What will happen to difficult child after he gets out of the psychiatric hospital? Where will he go? Will the OTA help him? Will he keep taking the new medications (depakote and trazodone) even though they knock him out? If so will he be safe on the streets on medications that knock him out? Will he overdose by mistake? On purpose??

These and so many more questions, even. We want to know the future so badly. We want some assurance that our difficult children will somehow, someway, somewhere, just be okay. That is really all we want, here, now. We are way past anything else. Just let them me okay.
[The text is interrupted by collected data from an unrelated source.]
//! Error types for rate-expression handling.

use thiserror::Error;

/// Errors that can occur when building or batching rate expressions.
#[derive(Error, Debug)]
pub enum RateError {
    #[error("Invalid rate parameter: {what}")]
    InvalidParameter { what: &'static str },

    #[error("Rate type mismatch: group holds '{expected}', got '{got}'")]
    TypeMismatch {
        expected: &'static str,
        got: &'static str,
    },

    #[error("Reaction {index} is not a member of this rate group")]
    UnknownReaction { index: usize },
}

pub type RateResult<T> = Result<T, RateError>;
//! Client struct definition
//!
//! The server's end of one open WebSocket: its connection handle and the
//! outbound channel feeding that socket's writer task.

use tokio::sync::mpsc::{self, error::TrySendError};

use crate::error::SendError;
use crate::message::ServerMessage;
use crate::types::ConnectionId;

/// Per-socket outbound buffer; a client that stops reading loses messages past this
pub const OUTBOUND_BUFFER_SIZE: usize = 32;

/// Outbound link to a connected socket
///
/// Sends never block: delivery is fire-and-forget, and a message to a
/// socket that went away or is not keeping up is simply lost.
#[derive(Debug)]
pub struct Client {
    /// Connection this link writes to
    pub id: ConnectionId,
    /// Server → Client message channel
    pub sender: mpsc::Sender<ServerMessage>,
}

impl Client {
    /// Create a new client with the given ID and sender channel
    pub fn new(id: ConnectionId, sender: mpsc::Sender<ServerMessage>) -> Self {
        Self { id, sender }
    }

    /// Queue a message for this client without waiting
    ///
    /// Returns an error if the channel is closed (client disconnected) or
    /// its buffer is full.
    pub fn send(&self, msg: ServerMessage) -> Result<(), SendError> {
        self.sender.try_send(msg).map_err(|e| match e {
            TrySendError::Full(_) => SendError::ChannelFull,
            TrySendError::Closed(_) => SendError::ChannelClosed,
        })
    }
}

#[cfg(test)]
mod tests {
    use super::*;

    #[test]
    fn test_client_send() {
        let (tx, mut rx) = mpsc::channel(OUTBOUND_BUFFER_SIZE);
        let client = Client::new(ConnectionId::new(), tx);

        client.send(ServerMessage::Waiting).unwrap();
        assert_eq!(rx.try_recv().unwrap(), ServerMessage::Waiting);
    }

    #[test]
    fn test_client_send_after_close() {
        let (tx, rx) = mpsc::channel(OUTBOUND_BUFFER_SIZE);
        let client = Client::new(ConnectionId::new(), tx);
        drop(rx);

        assert!(matches!(
            client.send(ServerMessage::StopTyping),
            Err(SendError::ChannelClosed)
        ));
    }

    #[test]
    fn test_slow_reader_drops_overflow() {
        let (tx, mut rx) = mpsc::channel(2);
        let client = Client::new(ConnectionId::new(), tx);

        for text in ["a", "ab", "abc"] {
            let _ = client.send(ServerMessage::Typing {
                text: text.to_string(),
            });
        }
        assert!(matches!(
            client.send(ServerMessage::StopTyping),
            Err(SendError::ChannelFull)
        ));

        // Oldest messages kept in order, overflow gone
        assert_eq!(
            rx.try_recv().unwrap(),
            ServerMessage::Typing {
                text: "a".to_string()
            }
        );
        assert_eq!(
            rx.try_recv().unwrap(),
            ServerMessage::Typing {
                text: "ab".to_string()
            }
        );
        assert!(rx.try_recv().is_err());

        // Space frees up once the writer catches up
        client.send(ServerMessage::StopTyping).unwrap();
    }
}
my first time actually seeing difficult child in almost a year

JKF, for some reason I thought you saw him already. So, yes, this is a huge, huge part of your angst right now. The anticipation of the visit. The not knowing. The not-needing-to-feel-any-more-pain. But wanting to see him. Hangin there and walk through the visit. You will come out on the other side, and you may need to take a step or two back but you will be okay---back to level ground, soon. Let time take its time with YOU as well. Just let it.

we can honor your feelings..

And we do honor each and every crazy and nutty and backward and forward feeling. It is okay.

t feels like all our hard work has been lost...but it hasn't been. We are here to testify to that. Getting back to the healthy place gets easier.

RE told me this on June 26 when I lost it completely for about 24 hours---I was undone---and I was afraid I was going back to the dark and crazy and never-ending place but I did not. I got back on level ground fairly quickly. Within a few days I was back to thinking mostly clearly. I can say that going to an Al-Anon meeting every day for a week was a huge boost to that.

It doesn't last once we express our feelings, acknowledge them, allow them.............they dissipate.

Thankfully. I used to ward off, fight off, the feelings, because I was truly afraid they would kill me. But they do not, JKF. Lean in. Warm Hugs, we are here for you, circling those wagons. Praying that the visit is okay today.
 

JKF

Well-Known Member
I got his birth certificate with no problem and also bought him 4 pairs of shorts and 4 shirts bc the social worker explained that he literally has nothing and the clothes on his back were ripped to shreds and falling off when he was admitted. Ugggggh! So yeah I got him some clothes. But the great part is that I got the 4 shirts and 4 pairs of shorts for only $12 total at Walmart! Got to love the clearance section! Lol

Anyway I seriously can't wait until tonight is over. I'm in full blown panic attack mode. Not seeing him for all of this time has allowed me the space to detach. I'm terrified that once I see him in person I'll be sucked right back into the drama. My heart is literally pounding out of my chest right now and I'm sick to my stomach. God I hate feeling like this!